15.
Der Albtraum
Heute war ein Tag, wie Quops ihn öfter haben möchte. Wohlig müde
kuschelt er sich ins Bett. Es ist nicht sein eigenes Bett, sondern
ein Bett in einer Pension am Gardasee. Quops ist mit seinen Eltern
für eine Woche dort in Osterurlaub. Und heute, am ersten warmen Tag,
ist er zwei Stunden mit seinen Eltern auf dem See Tretboot gefahren,
gestrampelt hat er wie wild und ist total k.o.. Auf der Nase hat er
einen Sonnenbrand, es juckt etwas – doch es war soo toll – vor
allem, als sie ins Kielwasser des großen Dampfers geraten sind und
das Tretboot geschaukelt hat wie die Schiffsschaukel auf dem
altmodischen Jahrmarkt, den er im Frühjahr besucht hat. Und
rundherum die Berge, und wie der dicke Fisch direkt neben ihm aus
dem Wasser gesprungen ist, und danach der Krokanteisbecher!
Ein lautes Geräusch im Zimmer nebenan. Quops horcht und blinzelt zum
Fenster. Der Vollmond spiegelt sich auf der Scheibe. Quops denkt an
die Fledermäuse, die auf dem Heimweg abends um sie herumgeflogen
sind. Ganz viele. Kleine dunkle Schatten. Flitzten im Laternenlicht
um den alten Kirchturm herum und verschwanden hinter dunklen
Baumkronen. So was gab’s zu Hause nicht. Allmählich döst Quops ein.
Und sitzt mit seinem Vater in einer großen Kirche. Eine Kirche mit
enorm vielen grauen Säulen. Quops schaut umher und an der Decke der
Kirche erscheint ein riesiges Glasfenster – irgendwie kommt es Quops
bekannt vor. Und da: Durch das Glasfenster sieht er ein komisches
Ding. Es ist rund, mit vielen hellen Lichtern. Es nähert sich, wird
immer größer. Es gleitet am Himmel über der Glasfenster vorüber.
Quops weiß, das Ding ist eine fliegende Untertasse.
Plötzlich steht er am Fenster eines Hochhauses. Der Raum ist wie
sein Klassenzimmer. Er schaut hinaus auf den Schulhof; nur viel,
viel größer ist der als in Wirklichkeit. Am Himmel wieder die
Untertasse. Quer fliegt sie vorüber. Lautlos.
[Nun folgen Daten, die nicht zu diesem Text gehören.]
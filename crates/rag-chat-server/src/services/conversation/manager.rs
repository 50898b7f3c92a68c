use futures::stream::StreamExt;
use std::sync::Arc;
use std::time::Instant;
use tracing::{debug, info, warn};

use crate::config::ChatConfig;
use crate::models::chat::{ChatMessage, HistoryResponse, SessionSummary};
use crate::services::llm_service::{CompletionProvider, FragmentStream};
use crate::services::retrieval::{ContextProvider, RetrievedContext};
use crate::utils::error::ChatError;

use super::budget::{BudgetEnforcer, TRUNCATION_NOTICE};
use super::prompt::PromptAssembler;
use super::store::{SessionEntry, SessionStore};
use super::turn::PendingTurn;
use super::types::{ChatOptions, TurnSettings};

/// Reply fragments for one turn. Single pass; the turn commits only when
/// the stream is driven to its end.
pub type ChatStream = FragmentStream;

/// Session orchestration: memory, prompt assembly, budgeting and the
/// streaming turn protocol.
pub struct ChatService {
    config: ChatConfig,
    sessions: SessionStore,
    budget: BudgetEnforcer,
    llm: Arc<dyn CompletionProvider>,
    context_provider: Option<Arc<dyn ContextProvider>>,
}

impl ChatService {
    pub fn new(
        config: ChatConfig,
        llm: Arc<dyn CompletionProvider>,
        context_provider: Option<Arc<dyn ContextProvider>>,
    ) -> Self {
        info!(
            "Initializing chat service (history cap: {}, prompt budget: {}, retrieval: {})",
            config.max_history_messages,
            config.max_prompt_tokens,
            if context_provider.is_some() { "enabled" } else { "disabled" }
        );

        Self {
            budget: BudgetEnforcer::new(config.max_prompt_tokens),
            sessions: SessionStore::new(),
            config,
            llm,
            context_provider,
        }
    }

    pub fn config(&self) -> &ChatConfig {
        &self.config
    }

    pub fn session_count(&self) -> usize {
        self.sessions.len()
    }

    /// Begin a turn and return its reply stream.
    ///
    /// Waits for any in-flight turn on the same session. The completion
    /// request is only issued once the returned stream is polled.
    pub async fn stream_chat(
        self: &Arc<Self>,
        session_id: &str,
        message: &str,
        options: ChatOptions,
    ) -> Result<ChatStream, ChatError> {
        if session_id.trim().is_empty() {
            return Err(ChatError::invalid("session_id is required"));
        }
        if message.trim().is_empty() {
            return Err(ChatError::invalid("message is required"));
        }

        let settings = options.resolve(&self.config);
        let entry = self.sessions.get_or_create(session_id);
        let turn_guard = entry.lock_turn().await;

        {
            let mut state = entry.state();
            if state.bind_retrieval_location(options.retrieval_location.as_deref()) {
                info!(
                    "Session {} bound to retrieval location {:?}",
                    session_id, state.retrieval_location
                );
            }
        }

        // Retrieval follows the location named by this request; the bound
        // location is only recorded on the session.
        let location = options
            .retrieval_location
            .as_deref()
            .map(str::trim)
            .filter(|location| !location.is_empty());
        let retrieved = self
            .retrieve_context(&settings, location, session_id, message)
            .await;

        let (summary, history) = {
            let mut state = entry.state();
            state.push_message(ChatMessage::user(message), self.config.max_history_messages);
            (state.summary.clone(), state.messages.clone())
        };

        let prompt = PromptAssembler::assemble(
            &settings.system_prompt,
            &summary,
            &retrieved.context,
            &history,
        );
        let (prompt, truncated) = self
            .budget
            .enforce(prompt, || self.ensure_summary(session_id, &entry))
            .await;

        debug!(
            "Prompt for session {}: {} message(s), truncated: {}",
            session_id,
            prompt.len(),
            truncated
        );

        let turn = PendingTurn::new(session_id, entry, turn_guard, message, retrieved);
        let service = Arc::clone(self);

        let stream = async_stream::stream! {
            let mut turn = turn;

            if truncated {
                turn.push_fragment(TRUNCATION_NOTICE);
                yield Ok(TRUNCATION_NOTICE.to_string());
            }

            let mut fragments = match service.llm.stream_complete(&prompt, &service.config.model_kwargs).await {
                Ok(fragments) => fragments,
                Err(e) => {
                    warn!("Completion request failed for session {}: {}", turn.session_id(), e);
                    yield Err(e);
                    return;
                }
            };

            while let Some(fragment) = fragments.next().await {
                match fragment {
                    Ok(fragment) => {
                        turn.push_fragment(&fragment);
                        yield Ok(fragment);
                    }
                    Err(e) => {
                        warn!("Completion stream failed for session {}: {}", turn.session_id(), e);
                        yield Err(e);
                        return;
                    }
                }
            }

            service.finish_turn(&mut turn, &settings).await;
        };

        Ok(Box::pin(stream))
    }

    /// Best-effort: any failure is logged and yields no context.
    async fn retrieve_context(
        &self,
        settings: &TurnSettings,
        location: Option<&str>,
        session_id: &str,
        query: &str,
    ) -> RetrievedContext {
        if !settings.enable_context {
            return RetrievedContext::default();
        }

        let (provider, location) = match (&self.context_provider, location) {
            (Some(provider), Some(location)) => (provider, location),
            (None, Some(_)) => {
                debug!("Context requested for session {} but retrieval is disabled", session_id);
                return RetrievedContext::default();
            }
            _ => return RetrievedContext::default(),
        };

        let start = Instant::now();
        match provider
            .fetch_context(location, session_id, query, settings.top_k)
            .await
        {
            Ok(retrieved) => {
                info!(
                    "Retrieved {} result(s) for session {} in {:.2?}",
                    retrieved.results.len(),
                    session_id,
                    start.elapsed()
                );
                retrieved
            }
            Err(e) => {
                warn!("Failed to fetch context for session {}: {}", session_id, e);
                RetrievedContext::default()
            }
        }
    }

    /// Commit, then refresh summary and intent. Runs with the turn lock held.
    async fn finish_turn(&self, turn: &mut PendingTurn, settings: &TurnSettings) {
        turn.commit(self.config.max_history_messages);

        if settings.enable_summarisation {
            self.refresh_summary(turn.session_id(), turn.entry()).await;
        }
        if settings.enable_intent_tracking {
            self.track_intent(turn.session_id(), turn.entry(), turn.user_message())
                .await;
        }
    }

    /// Generate a summary from current history.
    ///
    /// A blank reply is treated like a failure: the prior summary stays in
    /// place instead of being overwritten with empty text.
    async fn refresh_summary(&self, session_id: &str, entry: &SessionEntry) -> Option<String> {
        let history = entry.state().messages.clone();
        let request = PromptAssembler::summary_request(&self.config.summarise_prompt, &history);

        match self.llm.complete(&request, &self.config.model_kwargs).await {
            Ok(summary) if !summary.trim().is_empty() => {
                let summary = summary.trim().to_string();
                entry.state().summary = summary.clone();
                debug!("Updated summary for session {}", session_id);
                Some(summary)
            }
            Ok(_) => {
                warn!("Summary for session {} came back empty; keeping previous", session_id);
                None
            }
            Err(e) => {
                warn!("Failed to update summary for session {}: {}", session_id, e);
                None
            }
        }
    }

    /// Existing summary, or a freshly generated one, or "" on failure.
    async fn ensure_summary(&self, session_id: &str, entry: &SessionEntry) -> String {
        let existing = entry.state().summary.clone();
        if !existing.is_empty() {
            return existing;
        }

        self.refresh_summary(session_id, entry)
            .await
            .unwrap_or_default()
    }

    async fn track_intent(&self, session_id: &str, entry: &SessionEntry, latest_user_message: &str) {
        let request = PromptAssembler::intent_request(&self.config.intent_prompt, latest_user_message);

        match self.llm.complete(&request, &self.config.model_kwargs).await {
            Ok(intent) if !intent.trim().is_empty() => {
                let intent = intent.trim().to_string();
                debug!("Captured intent for session {}: {}", session_id, intent);
                entry.state().intents.push(intent);
            }
            Ok(_) => debug!("No intent returned for session {}", session_id),
            Err(e) => warn!("Failed to capture intent for session {}: {}", session_id, e),
        }
    }

    pub fn get_history(&self, session_id: &str) -> Result<HistoryResponse, ChatError> {
        self.sessions
            .get(session_id)
            .map(|entry| entry.state().snapshot())
            .ok_or_else(|| ChatError::NotFound(format!("No chat session found for id '{}'", session_id)))
    }

    /// Most recently updated first.
    pub fn list_sessions(&self) -> Vec<SessionSummary> {
        let mut sessions: Vec<SessionSummary> = self
            .sessions
            .entries()
            .iter()
            .map(|entry| entry.state().listing())
            .collect();

        sessions.sort_by(|a, b| b.updated_at.cmp(&a.updated_at));
        sessions
    }
}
Riesengroß. Sie hat
nun nur noch zwei bunt leuchtende Ausleger, wie ein Kran. Hinterher
jagen drei Militärflugzeuge. „Das sind Tornados!“ sagt eine Stimme,
„sie verfolgen sie!“
Die Flugzeuge verschwinden, und der Himmel über dem weiten Schulhof
ist ganz finster.
Da gibt es links hinter dem Schulhof einen Knall, eine Explosion –
ein schwarzes Hochhaus fliegt langsam durch die Luft, kracht auf den
Schulhof und zerfällt in lauter Krümel. „Schnell raus hier!“ brüllt
Quops’ Vater, „wir sind auch in einem Hochhaus!“ – Quops hat solche
Angst! Er hat sechs Beine und rast mit seinem Vater die Treppe
hinunter, eine Wendeltreppe, die immer immer weitergeht – plötzlich
eine Wiese, eine Allee, und dort verkriechen sich beide unter einer
Parkbank. Sie starren auf einen Kirchturm – fliegt er weg? Ein
knirschendes Geräusch ... Quops schlägt die Augen auf. Verwirrt.
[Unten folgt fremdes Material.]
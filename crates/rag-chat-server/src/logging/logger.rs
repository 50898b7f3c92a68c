use anyhow::Result;
use tracing_appender::rolling::{RollingFileAppender, Rotation};
use tracing_subscriber::{fmt, layer::SubscriberExt, util::SubscriberInitExt, EnvFilter, Layer};

use crate::config::{LogFormat, LoggingConfig};

type BoxedLayer = Box<dyn Layer<tracing_subscriber::Registry> + Send + Sync>;

/// `<dir>/chat.<YYYY-MM-DD>.log`, rotated daily.
fn file_appender(dir: impl AsRef<std::path::Path>) -> Result<RollingFileAppender> {
    Ok(RollingFileAppender::builder()
        .rotation(Rotation::DAILY)
        .filename_prefix("chat")
        .filename_suffix("log")
        .build(dir)?)
}

/// Install the global subscriber. `RUST_LOG` wins over the configured level.
pub fn init_logger(config: &LoggingConfig) -> Result<()> {
    let log_level = std::env::var("RUST_LOG").unwrap_or_else(|_| config.level.clone());
    let filter = EnvFilter::try_new(&log_level)?;

    let mut layers: Vec<BoxedLayer> = Vec::with_capacity(2);

    match config.format {
        LogFormat::Json => layers.push(
            fmt::layer()
                .json()
                .with_writer(std::io::stdout)
                .with_target(true)
                .with_level(true)
                .with_thread_ids(true)
                .boxed(),
        ),
        LogFormat::Pretty => layers.push(
            fmt::layer()
                .with_writer(std::io::stdout)
                .with_target(true)
                .with_level(true)
                .boxed(),
        ),
    }

    if let Some(dir) = &config.directory {
        let file_appender = file_appender(dir)?;

        let file_layer = match config.format {
            LogFormat::Json => fmt::layer()
                .json()
                .with_writer(file_appender)
                .with_target(true)
                .with_thread_ids(true)
                .boxed(),
            LogFormat::Pretty => fmt::layer()
                .with_writer(file_appender)
                .with_target(true)
                .with_ansi(false)
                .boxed(),
        };
        layers.push(file_layer);
    }

    tracing_subscriber::registry()
        .with(layers)
        .with(filter)
        .try_init()?;

    Ok(())
}
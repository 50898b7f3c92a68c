use std::sync::Arc;
use std::time::Instant;
use tokio::sync::OwnedMutexGuard;
use tracing::{info, warn};

use super::store::SessionEntry;
use crate::models::chat::ChatMessage;
use crate::services::retrieval::RetrievedContext;

/// A turn that has begun but not yet committed.
///
/// Holds the session's turn lock. Committing records the reply; dropping
/// without committing leaves the session as it was at begin (the user
/// message stays, nothing else changes).
pub struct PendingTurn {
    session_id: String,
    entry: Arc<SessionEntry>,
    _turn_guard: OwnedMutexGuard<()>,
    user_message: String,
    retrieved: RetrievedContext,
    reply: String,
    fragments: usize,
    started: Instant,
    committed: bool,
}

impl PendingTurn {
    pub fn new(
        session_id: &str,
        entry: Arc<SessionEntry>,
        turn_guard: OwnedMutexGuard<()>,
        user_message: &str,
        retrieved: RetrievedContext,
    ) -> Self {
        Self {
            session_id: session_id.to_string(),
            entry,
            _turn_guard: turn_guard,
            user_message: user_message.to_string(),
            retrieved,
            reply: String::new(),
            fragments: 0,
            started: Instant::now(),
            committed: false,
        }
    }

    pub fn session_id(&self) -> &str {
        &self.session_id
    }

    pub fn entry(&self) -> &SessionEntry {
        &self.entry
    }

    pub fn user_message(&self) -> &str {
        &self.user_message
    }

    pub fn push_fragment(&mut self, fragment: &str) {
        self.reply.push_str(fragment);
        self.fragments += 1;
    }

    pub fn reply(&self) -> &str {
        &self.reply
    }

    /// Record the reply and the context it was grounded on. The turn lock
    /// stays held until `self` is dropped.
    pub fn commit(&mut self, max_history_messages: usize) {
        if self.committed {
            return;
        }

        let reply = ChatMessage::assistant(std::mem::take(&mut self.reply));
        let retrieved = std::mem::take(&mut self.retrieved);
        self.entry
            .state()
            .record_turn(reply, retrieved, max_history_messages);
        self.committed = true;

        info!(
            "Committed turn for session {} ({} fragment(s) in {:.2?})",
            self.session_id,
            self.fragments,
            self.started.elapsed()
        );
    }
}

impl Drop for PendingTurn {
    fn drop(&mut self) {
        if !self.committed {
            warn!(
                "Turn for session {} abandoned after {} fragment(s); reply not recorded",
                self.session_id, self.fragments
            );
        }
    }
}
Heiß ist ihm. Was ist das für ein Geräusch? Langsam kommt er aus dem
Traum in die Wirklichkeit zurück. Irgendwo im Haus sirrt es wie eine
Bohrmaschine.
Quops setzt sich im Bett auf und guckt sich im Zimmer um. Draußen
ist es sonnig und die Palme vor seinem Fenster bewegt sich sachte.
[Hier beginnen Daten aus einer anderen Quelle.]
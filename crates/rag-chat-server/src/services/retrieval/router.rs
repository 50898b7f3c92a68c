use async_trait::async_trait;
use dashmap::DashMap;
use std::sync::Arc;
use std::time::Duration;
use tracing::info;

use super::{ContextProvider, RetrievalBackendFactory, RetrievalCacheManager, RetrievedContext};
use crate::utils::error::ChatError;

/// Backend location -> cache manager.
///
/// Managers are created on first use and kept until `remove_location` is
/// called, so the map grows with the number of distinct locations served.
#[derive(Clone)]
pub struct RetrievalRouter {
    managers: Arc<DashMap<String, Arc<RetrievalCacheManager>>>,
    ttl: Duration,
    factory: Arc<dyn RetrievalBackendFactory>,
}

impl RetrievalRouter {
    pub fn new(ttl: Duration, factory: Arc<dyn RetrievalBackendFactory>) -> Self {
        Self {
            managers: Arc::new(DashMap::new()),
            ttl,
            factory,
        }
    }

    pub fn manager(&self, location: &str) -> Result<Arc<RetrievalCacheManager>, ChatError> {
        let location = location.trim();
        if location.is_empty() {
            return Err(ChatError::invalid("retrieval location must not be empty"));
        }

        let manager = self
            .managers
            .entry(location.to_string())
            .or_insert_with(|| {
                Arc::new(RetrievalCacheManager::new(
                    location,
                    self.ttl,
                    self.factory.clone(),
                ))
            })
            .clone();

        Ok(manager)
    }

    pub async fn query(
        &self,
        location: &str,
        session_id: &str,
        query: &str,
        top_k: usize,
    ) -> Result<RetrievedContext, ChatError> {
        let manager = self.manager(location)?;
        manager.query(session_id, query, top_k).await
    }

    /// Drop the manager (and every cached handle) for `location`.
    pub fn remove_location(&self, location: &str) -> bool {
        let removed = self.managers.remove(location.trim()).is_some();
        if removed {
            info!("Removed retrieval cache for {}", location);
        }
        removed
    }

    pub fn locations_len(&self) -> usize {
        self.managers.len()
    }
}

#[async_trait]
impl ContextProvider for RetrievalRouter {
    async fn fetch_context(
        &self,
        location: &str,
        session_id: &str,
        query: &str,
        top_k: usize,
    ) -> Result<RetrievedContext, ChatError> {
        self.query(location, session_id, query, top_k).await
    }
}
//! Conversation memory and turn orchestration
//!
//! - Process-lifetime session store with per-session turn serialisation
//! - Prompt assembly from summary, retrieved context and history
//! - Budget enforcement by summary substitution
//! - Two-phase turns committed only on full stream consumption

mod budget;
pub mod manager;
pub mod prompt;
mod store;
mod turn;
pub mod types;

pub use budget::{BudgetEnforcer, TRUNCATION_NOTICE, TRUNCATION_SYSTEM_NOTE};
pub use manager::{ChatService, ChatStream};
pub use prompt::PromptAssembler;
pub use store::{SessionEntry, SessionStore};
pub use turn::PendingTurn;
pub use types::{ChatOptions, SessionState, TurnSettings};
/// Permissive parser: anything that is not a well-formed chunk with a
/// non-empty delta is skipped rather than failing the stream.
fn parse_stream_line(raw: &str) -> StreamLine {
    let mut line = raw.trim();
    if let Some(rest) = line.strip_prefix("data:") {
        line = rest.trim();
    }

    if line.is_empty() {
        return StreamLine::Skip;
    }
    if line == "[DONE]" {
        return StreamLine::Done;
    }

    match serde_json::from_str::<ChatCompletionChunk>(line) {
        Ok(chunk) => chunk
            .choices
            .into_iter()
            .next()
            .and_then(|c| c.delta)
            .and_then(|d| d.content)
            .filter(|content| !content.is_empty())
            .map(StreamLine::Delta)
            .unwrap_or(StreamLine::Skip),
        Err(_) => {
            debug!("Skipping non-JSON stream line: {}", line);
            StreamLine::Skip
        }
    }
}

#[derive(Clone)]
pub struct LlmService {
    client: Client,
    config: LlmConfig,
}

impl LlmService {
    pub fn new(config: LlmConfig) -> Result<Self, ChatError> {
        // Per-read deadline: a streamed reply may run longer than the
        // timeout overall as long as chunks keep arriving.
        let client = Client::builder()
            .connect_timeout(config.timeout())
            .read_timeout(config.timeout())
            .build()
            .map_err(|e| ChatError::Internal(format!("Failed to create HTTP client: {}", e)))?;

        Ok(Self { client, config })
    }

    fn build_payload(
        &self,
        messages: &[ChatMessage],
        model_kwargs: &Map<String, Value>,
        stream: bool,
    ) -> Value {
        let mut payload = Map::new();
        payload.insert("model".to_string(), Value::String(self.config.model.clone()));
        payload.insert(
            "messages".to_string(),
            serde_json::to_value(messages).unwrap_or(Value::Array(Vec::new())),
        );
        payload.insert("stream".to_string(), Value::Bool(stream));
        for (key, value) in model_kwargs {
            payload.insert(key.clone(), value.clone());
        }
        Value::Object(payload)
    }

    async fn post(&self, payload: &Value) -> Result<reqwest::Response, ChatError> {
        let response = self
            .client
            .post(&self.config.endpoint)
            .json(payload)
            .send()
            .await
            .map_err(|e| ChatError::unavailable(format!("Failed to call LLM API: {}", e)))?;

        if !response.status().is_success() {
            let status = response.status();
            let body = response.text().await.unwrap_or_default();
            return Err(ChatError::unavailable(format!(
                "LLM API error: {} - {}",
                status, body
            )));
        }

        Ok(response)
    }
}

#[async_trait]
impl CompletionProvider for LlmService {
    async fn complete(
        &self,
        messages: &[ChatMessage],
        model_kwargs: &Map<String, Value>,
    ) -> Result<String, ChatError> {
        debug!("Requesting non-streaming completion for {} message(s)", messages.len());

        let payload = self.build_payload(messages, model_kwargs, false);
        let response = self.post(&payload).await?;

        let body = response
            .bytes()
            .await
            .map_err(|e| ChatError::unavailable(format!("Failed to read LLM response: {}", e)))?;

        let content = serde_json::from_slice::<ChatCompletionResponse>(&body)
            .ok()
            .and_then(|r| r.choices.into_iter().next())
            .and_then(|c| c.message)
            .and_then(|m| m.content)
            .unwrap_or_default();

        Ok(content)
    }

    async fn stream_complete(
        &self,
        messages: &[ChatMessage],
        model_kwargs: &Map<String, Value>,
    ) -> Result<FragmentStream, ChatError> {
        info!(
            "Streaming chat completion to {} using model {}",
            self.config.endpoint, self.config.model
        );

        let payload = self.build_payload(messages, model_kwargs, true);
        let response = self.post(&payload).await?;
        let mut bytes = response.bytes_stream();

        // Lines (and UTF-8 sequences) may straddle network chunks, so
        // buffer raw bytes until a newline.
        let stream = async_stream::stream! {
            let mut buffer: Vec<u8> = Vec::new();
            let mut done = false;

            while let Some(chunk) = bytes.next().await {
                let chunk = match chunk {
                    Ok(chunk) => chunk,
                    Err(e) => {
                        yield Err(ChatError::unavailable(format!("Stream error: {}", e)));
                        return;
                    }
                };
                buffer.extend_from_slice(&chunk);

                while let Some(pos) = buffer.iter().position(|b| *b == b'\n') {
                    let line: Vec<u8> = buffer.drain(..=pos).collect();
                    match parse_stream_line(&String::from_utf8_lossy(&line)) {
                        StreamLine::Delta(text) => {
                            yield Ok(text);
                        }
                        StreamLine::Done => {
                            done = true;
                            break;
                        }
                        StreamLine::Skip => {}
                    }
                }

                if done {
                    break;
                }
            }

            // Trailing line without a newline before close
            if !done {
                if let StreamLine::Delta(text) = parse_stream_line(&String::from_utf8_lossy(&buffer)) {
                    yield Ok(text);
                }
            }
        };

        Ok(Box::pin(stream))
    }
}
use axum::{
    http::StatusCode,
    response::{IntoResponse, Response},
    Json,
};
use serde::Serialize;
use thiserror::Error;

#[derive(Error, Debug, Clone, PartialEq, Eq)]
pub enum ChatError {
    #[error("Invalid argument: {0}")]
    InvalidArgument(String),

    #[error("Not found: {0}")]
    NotFound(String),

    /// Backend transport failure (timeout, refused connection, non-2xx).
    #[error("Unavailable: {0}")]
    Unavailable(String),

    /// Retrieval backend shape mismatch, e.g. embedding vs index dimension.
    #[error("Validation error: {0}")]
    Validation(String),

    #[error("Internal error: {0}")]
    Internal(String),
}

impl ChatError {
    pub fn invalid(msg: impl Into<String>) -> Self {
        ChatError::InvalidArgument(msg.into())
    }

    pub fn unavailable(msg: impl Into<String>) -> Self {
        ChatError::Unavailable(msg.into())
    }

    /// Collapse backend-side validation failures into `Unavailable` for
    /// callers that only distinguish "bad input" from "backend failed".
    pub fn into_backend_failure(self) -> Self {
        match self {
            ChatError::Validation(msg) => ChatError::Unavailable(msg),
            other => other,
        }
    }

    fn kind(&self) -> &'static str {
        match self {
            ChatError::InvalidArgument(_) => "InvalidArgument",
            ChatError::NotFound(_) => "NotFound",
            ChatError::Unavailable(_) => "Unavailable",
            ChatError::Validation(_) => "ValidationError",
            ChatError::Internal(_) => "InternalError",
        }
    }
}

#[derive(Serialize)]
struct ErrorResponse {
    error: String,
    message: String,
}

impl IntoResponse for ChatError {
    fn into_response(self) -> Response {
        let error_type = self.kind();
        let (status, message) = match self {
            ChatError::InvalidArgument(msg) => {
                tracing::warn!("Invalid argument: {}", msg);
                (StatusCode::BAD_REQUEST, msg)
            }
            ChatError::NotFound(msg) => {
                tracing::warn!("Not found: {}", msg);
                (StatusCode::NOT_FOUND, msg)
            }
            ChatError::Validation(msg) => {
                tracing::warn!("Validation error: {}", msg);
                (StatusCode::UNPROCESSABLE_ENTITY, msg)
            }
            ChatError::Unavailable(msg) => {
                tracing::error!("Backend unavailable: {}", msg);
                (StatusCode::SERVICE_UNAVAILABLE, msg)
            }
            ChatError::Internal(msg) => {
                tracing::error!("Internal error: {}", msg);
                (StatusCode::INTERNAL_SERVER_ERROR, msg)
            }
        };

        let body = Json(ErrorResponse {
            error: error_type.to_string(),
            message,
        });

        (status, body).into_response()
    }
}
Quops langt nach einer Tüte Bonbons auf seinem Nachttisch und
schiebt sich ein mopsiges Schokobonbon in den Mund. Schmatzend
schaut er aus dem Fenster, und die Spatzen, die sich in den
Palmwedeln eine Verfolgungsjagd liefern, verscheuchen die letzten
Gedanken an die glitzernde Untertasse.